Get Inspired: 3 Ideas for a Standout Customer Experience
To meet customers where they are and encourage action, it’s important to think strategically, putting yourself in the customer’s shoes; digital innovations and loyalty programs can help you deliver what your audience really wants.
Tap into the Power of Informed Visibility®
Start leveraging the Informed Visibility feature to track your mailpieces through each step of the delivery journey, so you can see when customers have received them. From there, you can follow up with complementary digital marketing, whether in the form of a promo code, a simple reinforcement of the message on the mailpiece, or something else. This allows for coordinated, well-connected omnichannel experiences that encourage your customers to act.
Introduce Every Door Direct Mail® Campaigns
Use Every Door Direct Mail (EDDM®) marketing to send exciting announcements and enticing promos to local customers, helping to spur them to action. EDDM lets you target customers in specific ZIP Codes™, making it easy to connect with people who live near your store or physical location. You can even refine your target audience further, zeroing in on customers of certain demographics within your set geographic areas.
31% of consumers are more excited to receive their mail each day than they were before COVID-19.
Set up a loyalty program to incentivize customer action, setting up different tiers with different perks (e.g., at level 1, customers get a birthday freebie; at level 2, free standard shipping; at level 3, access to special promos and events; and so on). Customers could earn loyalty points after spending a certain amount, but also for signing up for your newsletter or following your social channels. These programs can be very effective in helping customers feel valued and driving them to transaction—without coming off as overly promotional or pushy.
COVID-19 forced brands across the nation to adapt quickly in order to survive.
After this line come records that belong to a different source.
//! Localized tokens used by plan documents.
//!
//! The scanner, the series codec and the exporter never hard-code words:
//! they read lift names, markers and the weight unit from a [`Vocabulary`].
//! The standard vocabulary matches the coaching documents in use today and
//! is cached once per process.

use crate::Lift;
use once_cell::sync::Lazy;
use serde::{Deserialize, Serialize};

/// Cached standard vocabulary
static STANDARD_VOCABULARY: Lazy<Vocabulary> = Lazy::new(Vocabulary::default);

/// Get a reference to the cached standard vocabulary
pub fn standard() -> &'static Vocabulary {
    &STANDARD_VOCABULARY
}

/// One token per lift
#[derive(Clone, Debug, Serialize, Deserialize, PartialEq, Eq)]
pub struct LiftTokens {
    pub squat: String,
    pub bench: String,
    pub deadlift: String,
}

impl LiftTokens {
    pub fn get(&self, lift: Lift) -> &str {
        match lift {
            Lift::Squat => &self.squat,
            Lift::Bench => &self.bench,
            Lift::Deadlift => &self.deadlift,
        }
    }
}

/// Token table for plan documents
#[derive(Clone, Debug, Serialize, Deserialize, PartialEq, Eq)]
#[serde(default)]
pub struct Vocabulary {
    /// Lift names as written at the start of PM and exercise lines
    pub lifts: LiftTokens,
    /// Exercise catalog category per lift
    pub categories: LiftTokens,
    pub name_marker: String,
    pub pm_marker: String,
    pub week_marker: String,
    pub workout_marker: String,
    /// Suffix of a workout line that marks a test session
    pub test_marker: String,
    pub notes_marker: String,
    /// Weight unit used when formatting
    pub unit: String,
    /// Extra unit spellings accepted when parsing
    pub unit_aliases: Vec<String>,
    /// Multiplication sign used when formatting
    pub times: String,
}

impl Default for Vocabulary {
    fn default() -> Self {
        Self {
            lifts: LiftTokens {
                squat: "Присед".into(),
                bench: "Жим".into(),
                deadlift: "Тяга".into(),
            },
            categories: LiftTokens {
                squat: "Ноги".into(),
                bench: "Грудь".into(),
                deadlift: "Спина".into(),
            },
            name_marker: "Имя:".into(),
            pm_marker: "ПМ".into(),
            week_marker: "Неделя".into(),
            workout_marker: "Тренировка".into(),
            test_marker: "ПРОХОДКА".into(),
            notes_marker: "Примечание:".into(),
            unit: "кг".into(),
            unit_aliases: vec!["kg".into()],
            times: "×".into(),
        }
    }
}

impl Vocabulary {
    /// Canonical name of a lift
    pub fn lift_name(&self, lift: Lift) -> &str {
        self.lifts.get(lift)
    }

    /// Resolve a lift name, ignoring case
    pub fn lift_from_name(&self, name: &str) -> Option<Lift> {
        let wanted = name.trim().to_lowercase();
        Lift::ALL
            .into_iter()
            .find(|lift| self.lifts.get(*lift).to_lowercase() == wanted)
    }

    /// Catalog category of a lift
    pub fn category(&self, lift: Lift) -> &str {
        self.categories.get(lift)
    }

    /// Every accepted unit spelling, canonical first
    pub fn unit_tokens(&self) -> impl Iterator<Item = &str> {
        std::iter::once(self.unit.as_str()).chain(self.unit_aliases.iter().map(String::as_str))
    }

    /// Validate the vocabulary for completeness
    ///
    /// Returns a list of validation errors, or empty Vec if valid.
    pub fn validate(&self) -> Vec<String> {
        let mut errors = Vec::new();

        for lift in Lift::ALL {
            if self.lifts.get(lift).trim().is_empty() {
                errors.push(format!("Lift {:?} has an empty name", lift));
            }
        }

        for other in Lift::ALL {
            for lift in Lift::ALL {
                if lift < other
                    && self.lifts.get(lift).to_lowercase() == self.lifts.get(other).to_lowercase()
                {
                    errors.push(format!(
                        "Lifts {:?} and {:?} share the name '{}'",
                        lift,
                        other,
                        self.lifts.get(lift)
                    ));
                }
            }
        }

        let markers = [
            ("name_marker", &self.name_marker),
            ("pm_marker", &self.pm_marker),
            ("week_marker", &self.week_marker),
            ("workout_marker", &self.workout_marker),
            ("test_marker", &self.test_marker),
            ("notes_marker", &self.notes_marker),
            ("unit", &self.unit),
            ("times", &self.times),
        ];
        for (key, value) in markers {
            if value.trim().is_empty() {
                errors.push(format!("Vocabulary token '{}' is empty", key));
            }
        }

        errors
    }
}

#[cfg(test)]
mod tests {
    use super::*;

    #[test]
    fn test_standard_vocabulary_validates() {
        let errors = standard().validate();
        assert!(errors.is_empty(), "Standard vocabulary errors: {:?}", errors);
    }

    #[test]
    fn test_lift_lookup_ignores_case() {
        let vocab = Vocabulary::default();
        assert_eq!(vocab.lift_from_name("Присед"), Some(Lift::Squat));
        assert_eq!(vocab.lift_from_name("жим"), Some(Lift::Bench));
        assert_eq!(vocab.lift_from_name("ТЯГА"), Some(Lift::Deadlift));
        assert_eq!(vocab.lift_from_name("Выпады"), None);
    }

    #[test]
    fn test_unit_tokens_canonical_first() {
        let vocab = Vocabulary::default();
        let units: Vec<&str> = vocab.unit_tokens().collect();
        assert_eq!(units, vec!["кг", "kg"]);
    }

    #[test]
    fn test_duplicate_lift_names_rejected() {
        let mut vocab = Vocabulary::default();
        vocab.lifts.bench = "присед".into();
        let errors = vocab.validate();
        assert_eq!(errors.len(), 1);
        assert!(errors[0].contains("share the name"));
    }

    #[test]
    fn test_partial_override_keeps_defaults() {
        let toml_str = r#"
week_marker = "Week"
"#;
        let vocab: Vocabulary = toml::from_str(toml_str).unwrap();
        assert_eq!(vocab.week_marker, "Week");
        assert_eq!(vocab.lifts.squat, "Присед");
    }
}
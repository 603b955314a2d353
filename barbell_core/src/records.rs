//! Stored athlete and plan records.
//!
//! Records are what the athlete book keeps between runs. They are built
//! from scanned plan documents and turned back into export documents.
//! PM merge rules follow the coaching workflow: a re-imported document
//! updates the lifts it mentions, keeps the others, and appends a PM history
//! entry so progress can be charted.

use crate::weights::{generate_weight_table, RoundingStep};
use crate::{ImportedAthleteData, Lift, ParsedPlan, PercentRow, PlanKind, SeriesSet};
use chrono::NaiveDate;
use serde::{Deserialize, Serialize};
use uuid::Uuid;

/// PMs recorded on one date
#[derive(Clone, Debug, Serialize, Deserialize, PartialEq)]
pub struct PmHistoryEntry {
    pub date: NaiveDate,
    pub squat: Option<f64>,
    pub bench: Option<f64>,
    pub deadlift: Option<f64>,
}

/// Single-set target of a plan exercise, as shown in plan tables
#[derive(Clone, Copy, Debug, Serialize, Deserialize, PartialEq)]
pub struct PlanTarget {
    pub weight: f64,
    pub reps: i32,
    pub sets: i32,
}

/// An exercise inside a stored plan
#[derive(Clone, Debug, Serialize, Deserialize, PartialEq)]
pub struct PlanExerciseRecord {
    pub lift: Lift,
    pub order_index: u32,
    pub series: Vec<SeriesSet>,
}

impl PlanExerciseRecord {
    /// Target taken from the first set; a missing set count means one
    pub fn target(&self) -> Option<PlanTarget> {
        self.series.first().map(|first| PlanTarget {
            weight: first.weight,
            reps: first.reps,
            sets: first.sets.unwrap_or(1),
        })
    }
}

/// A stored workout
#[derive(Clone, Debug, Serialize, Deserialize, PartialEq)]
pub struct PlanRecord {
    pub id: Uuid,
    pub week: u32,
    pub workout_number: u32,
    pub kind: PlanKind,
    #[serde(default)]
    pub notes: Option<String>,
    pub exercises: Vec<PlanExerciseRecord>,
}

impl PlanRecord {
    pub fn from_parsed(plan: &ParsedPlan) -> Self {
        Self {
            id: Uuid::new_v4(),
            week: plan.week,
            workout_number: plan.workout_number,
            kind: plan.kind,
            notes: plan.notes.clone(),
            exercises: plan
                .exercises
                .iter()
                .zip(0u32..)
                .map(|(exercise, order_index)| PlanExerciseRecord {
                    lift: exercise.lift,
                    order_index,
                    series: exercise.series.clone(),
                })
                .collect(),
        }
    }
}

/// Weight table for one lift
#[derive(Clone, Debug, Serialize, Deserialize, PartialEq)]
pub struct LiftTable {
    pub lift: Lift,
    pub one_rep_max: f64,
    pub rows: Vec<PercentRow>,
}

/// A stored athlete
#[derive(Clone, Debug, Serialize, Deserialize, PartialEq)]
pub struct AthleteRecord {
    pub id: Uuid,
    pub name: String,
    pub squat_pm: Option<f64>,
    pub bench_pm: Option<f64>,
    pub deadlift_pm: Option<f64>,
    pub pm_date: Option<NaiveDate>,
    #[serde(default)]
    pub pm_history: Vec<PmHistoryEntry>,
    #[serde(default)]
    pub rounding_step: RoundingStep,
    #[serde(default)]
    pub plans: Vec<PlanRecord>,
}

/// Treat a zero PM as "not recorded"
fn recorded(pm: Option<f64>) -> Option<f64> {
    pm.filter(|value| *value != 0.0)
}

impl AthleteRecord {
    /// New athlete from a scanned document
    ///
    /// A PM history entry is only created when the document has both a PM
    /// date and at least one PM.
    pub fn from_import(data: &ImportedAthleteData, rounding_step: RoundingStep) -> Self {
        let mut pm_history = Vec::new();
        if let Some(date) = data.pm_date {
            if data.has_any_pm() {
                pm_history.push(PmHistoryEntry {
                    date,
                    squat: recorded(data.squat_pm),
                    bench: recorded(data.bench_pm),
                    deadlift: recorded(data.deadlift_pm),
                });
            }
        }

        Self {
            id: Uuid::new_v4(),
            name: data.athlete_name.clone(),
            squat_pm: data.squat_pm,
            bench_pm: data.bench_pm,
            deadlift_pm: data.deadlift_pm,
            pm_date: data.pm_date,
            pm_history,
            rounding_step,
            plans: data.plans.iter().map(PlanRecord::from_parsed).collect(),
        }
    }

    /// Merge a re-imported document into this athlete
    ///
    /// PMs present in the document replace the stored ones, the others are
    /// kept. The history entry is dated with the document's PM date, or
    /// `today` when it has none. Imported plans are appended.
    pub fn apply_import(&mut self, data: &ImportedAthleteData, today: NaiveDate) {
        if data.has_any_pm() {
            let squat = recorded(data.squat_pm).or(self.squat_pm);
            let bench = recorded(data.bench_pm).or(self.bench_pm);
            let deadlift = recorded(data.deadlift_pm).or(self.deadlift_pm);

            self.pm_history.push(PmHistoryEntry {
                date: data.pm_date.unwrap_or(today),
                squat,
                bench,
                deadlift,
            });
            self.squat_pm = squat;
            self.bench_pm = bench;
            self.deadlift_pm = deadlift;
            self.pm_date = data.pm_date.or(self.pm_date);

            tracing::info!("Updated PMs for {}", self.name);
        }

        self.plans
            .extend(data.plans.iter().map(PlanRecord::from_parsed));
    }

    pub fn pm(&self, lift: Lift) -> Option<f64> {
        match lift {
            Lift::Squat => self.squat_pm,
            Lift::Bench => self.bench_pm,
            Lift::Deadlift => self.deadlift_pm,
        }
    }

    /// One weight table per lift with a positive PM
    pub fn weight_tables(&self, percents: &[f64]) -> Vec<LiftTable> {
        Lift::ALL
            .into_iter()
            .filter_map(|lift| {
                let one_rep_max = self.pm(lift).filter(|pm| *pm > 0.0)?;
                Some(LiftTable {
                    lift,
                    one_rep_max,
                    rows: generate_weight_table(one_rep_max, percents, self.rounding_step),
                })
            })
            .collect()
    }

    /// Plans ordered by week, then workout number
    pub fn sorted_plans(&self) -> Vec<&PlanRecord> {
        let mut plans: Vec<&PlanRecord> = self.plans.iter().collect();
        plans.sort_by_key(|plan| (plan.week, plan.workout_number));
        plans
    }
}

#[cfg(test)]
mod tests {
    use super::*;
    use crate::weights::STANDARD_PERCENTS;
    use crate::ParsedExercise;

    fn date(y: i32, m: u32, d: u32) -> NaiveDate {
        NaiveDate::from_ymd_opt(y, m, d).unwrap()
    }

    fn imported() -> ImportedAthleteData {
        ImportedAthleteData {
            athlete_name: "ИВАН".into(),
            pm_date: Some(date(2024, 1, 1)),
            squat_pm: Some(100.0),
            bench_pm: None,
            deadlift_pm: Some(0.0),
            plans: vec![ParsedPlan {
                week: 1,
                workout_number: 1,
                kind: PlanKind::Regular,
                exercises: vec![
                    ParsedExercise {
                        lift: Lift::Squat,
                        series: vec![SeriesSet::new(50.0, 6), SeriesSet::with_sets(60.0, 5, 3)],
                    },
                    ParsedExercise {
                        lift: Lift::Bench,
                        series: vec![SeriesSet::with_sets(40.0, 8, 4)],
                    },
                ],
                notes: None,
            }],
        }
    }

    #[test]
    fn test_new_athlete_from_import() {
        let athlete = AthleteRecord::from_import(&imported(), RoundingStep::default());
        assert_eq!(athlete.name, "ИВАН");
        assert_eq!(athlete.plans.len(), 1);
        assert_eq!(
            athlete.pm_history,
            vec![PmHistoryEntry {
                date: date(2024, 1, 1),
                squat: Some(100.0),
                bench: None,
                deadlift: None,
            }]
        );

        let exercises = &athlete.plans[0].exercises;
        assert_eq!(exercises[0].order_index, 0);
        assert_eq!(exercises[1].order_index, 1);
        assert_eq!(
            exercises[0].target(),
            Some(PlanTarget {
                weight: 50.0,
                reps: 6,
                sets: 1,
            })
        );
        assert_eq!(exercises[1].target().map(|t| t.sets), Some(4));
    }

    #[test]
    fn test_no_history_without_pm_date() {
        let mut data = imported();
        data.pm_date = None;
        let athlete = AthleteRecord::from_import(&data, RoundingStep::default());
        assert!(athlete.pm_history.is_empty());
    }

    #[test]
    fn test_reimport_merges_pms() {
        let mut athlete = AthleteRecord::from_import(&imported(), RoundingStep::default());
        athlete.bench_pm = Some(70.0);

        let update = ImportedAthleteData {
            athlete_name: "ИВАН".into(),
            pm_date: None,
            squat_pm: Some(110.0),
            bench_pm: None,
            deadlift_pm: Some(150.0),
            plans: vec![],
        };
        athlete.apply_import(&update, date(2024, 2, 1));

        assert_eq!(athlete.squat_pm, Some(110.0));
        assert_eq!(athlete.bench_pm, Some(70.0));
        assert_eq!(athlete.deadlift_pm, Some(150.0));
        assert_eq!(athlete.pm_date, Some(date(2024, 1, 1)));
        assert_eq!(athlete.pm_history.len(), 2);

        let last = athlete.pm_history.last().unwrap();
        assert_eq!(last.date, date(2024, 2, 1));
        assert_eq!(last.bench, Some(70.0));
    }

    #[test]
    fn test_reimport_without_pms_only_appends_plans() {
        let mut athlete = AthleteRecord::from_import(&imported(), RoundingStep::default());
        let mut update = imported();
        update.squat_pm = None;
        update.deadlift_pm = None;

        athlete.apply_import(&update, date(2024, 2, 1));
        assert_eq!(athlete.pm_history.len(), 1);
        assert_eq!(athlete.plans.len(), 2);
    }

    #[test]
    fn test_weight_tables_skip_missing_pms() {
        let athlete = AthleteRecord::from_import(&imported(), RoundingStep::default());
        let tables = athlete.weight_tables(&STANDARD_PERCENTS);
        assert_eq!(tables.len(), 1);
        assert_eq!(tables[0].lift, Lift::Squat);
        assert_eq!(tables[0].rows.len(), STANDARD_PERCENTS.len());
    }

    #[test]
    fn test_sorted_plans() {
        let mut athlete = AthleteRecord::from_import(&imported(), RoundingStep::default());
        let mut later = athlete.plans[0].clone();
        later.week = 2;
        let mut second = athlete.plans[0].clone();
        second.workout_number = 2;
        athlete.plans = vec![later, second, athlete.plans[0].clone()];

        let order: Vec<(u32, u32)> = athlete
            .sorted_plans()
            .iter()
            .map(|p| (p.week, p.workout_number))
            .collect();
        assert_eq!(order, vec![(1, 1), (1, 2), (2, 1)]);
    }
}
Small and locally owned businesses, in particular, bore the brunt of the crisis, with nearly seven in 10 small businesses reporting negative effects.
To help draw in the customers your company needs, you don’t need to invest tons of time or money, and you don’t need to be a marketing expert to get started. Instead, put your efforts into locally focused campaigns—incorporating community involvement, personalization and well-integrated omnichannel tactics—at each stage of the purchasing journey.
Direct mail services and innovations like the Informed Visibility feature, retargeted direct mail and Every Door Direct Mail campaigns, in particular, can help set your brand apart, allowing you to engage the specific customers you want to target.
By zeroing in on these simple, affordable strategies that put your customers and your community front and center, you can help keep your brand top of mind—and inspire your customers to act.